At a push, one could argue that the initial holiday, announced early in the pandemic, helped to create a little confidence in a sensitive corner of the UK economy.
But the extension, announced by Sunak in his budget in March this year, was indefensible. By then, take-off had happened and the housebuilders were busy buying land again. Indeed, Taylor Wimpey, wisely, had raised £500m from investors in mid-2020 to get ahead of the rush.
The company was never a member of the industry chorus intimidating Sunak with talk of a “cliff edge” if the holiday wasn’t extended, it should be said. Others were, though, and the chancellor should have ignored them and looked instead at how fat 20% profit margins (more in some cases) were coming back.
The net cost of the extension was put at £1.3bn by the Treasury in the current tax year. That’s small beer in the context of the overall Covid support package for business, but it is still money that could have been directed at sectors genuinely in need. Sunak was naive.
Why not sell chip firm Arm to the US?
Is the UK really about to block the $40bn sale of Arm, the celebrated Cambridge-based chip designer, to Nvidia of the US on national security grounds?
The verdict of Oliver Dowden, the digital secretary, is keenly awaited – he’s already received an assessment from the Competition and Markets Authority – but Bloomberg this week cited sources saying “the UK is currently inclined to reject the takeover”.
Outright rejection would be bizarre since it was a Conservative government in 2016 that hailed the sale of Arm to SoftBank of Japan as a case of an overseas investor “backing Brexit Britain”. The boast was baloney but it’s hard to understand why American ownership should present more security problems than Japanese.
The bigger worry, you’d think, is the competitive one. Would Arm’s famously neutral open-licensing model be threatened by being owned by a big chip-maker?
That debate is hotly contested, but Dowden should also take note of Arm chief executive Simon Segars’ argument that the Cambridge facility needs investment to get fit for the era of artificial intelligence and that the money is most likely to arrive under Nvidia.
Segars is obliged to say that, of course, but he may also be correct.
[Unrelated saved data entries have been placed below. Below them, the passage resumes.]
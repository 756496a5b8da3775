mod local;

pub use local::LocalFileReader;

use async_trait::async_trait;
use std::io;

/// Trait for random access reading from a data source
#[async_trait]
pub trait ReadAt: Send + Sync {
    /// Read data at the specified offset into the buffer
    async fn read_at(&self, offset: u64, buf: &mut [u8]) -> io::Result<usize>;

    /// Get the total size of the data source
    fn size(&self) -> u64;

    /// Fill the whole buffer, failing if the source ends first
    async fn read_exact_at(&self, mut offset: u64, mut buf: &mut [u8]) -> io::Result<()> {
        while !buf.is_empty() {
            let n = self.read_at(offset, buf).await?;
            if n == 0 {
                return Err(io::Error::new(
                    io::ErrorKind::UnexpectedEof,
                    "source ended before the requested range",
                ));
            }
            offset += n as u64;
            buf = &mut buf[n..];
        }
        Ok(())
    }
}

/// In-memory source, used for generated parts
#[async_trait]
impl ReadAt for [u8] {
    async fn read_at(&self, offset: u64, buf: &mut [u8]) -> io::Result<usize> {
        let start = (offset as usize).min(self.len());
        let n = buf.len().min(self.len() - start);
        buf[..n].copy_from_slice(&self[start..start + n]);
        Ok(n)
    }

    fn size(&self) -> u64 {
        self.len() as u64
    }
}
SoftBank wouldn’t necessarily list Arm in the UK. It might just fiddle ineffectually, which wouldn’t help the cause of UK investment.
Maybe Dowden has been presented with fresh facts, but the best outcome to this saga still looks to be a deal in which Nvidia is obliged to make nailed-down long-term promises about backing jobs and research in Cambridge.
Life would be easier if Arm had never been sold to SoftBank in the first place, but that ship has sailed.
Open mind needed if Mike Ashley gives Frasers job to likely son-in-law
Mike Ashley doesn’t do corporate governance, so nobody should be surprised if he is about to name his 31-year-old prospective son-in-law as chief executive of Frasers, owner of Sports Direct, as the Telegraph reported.
Michael Murray has been the man in the frame ever since Ashley gave him the bizarre title of “head of elevation”.
One has to be careful with charges of nepotism, however. There was a fuss 20 years ago when a fresh-faced 33-year-old became chief executive of Next, where his father had been chairman until a few years earlier.
Simon Wolfson turned out OK. He’s still there, is regarded as the smartest retailer in town and Next is now worth almost four times as much as Marks & Spencer.
That doesn’t guarantee that Murray will be a success, obviously. It’s just means it’s hard to tell before they start.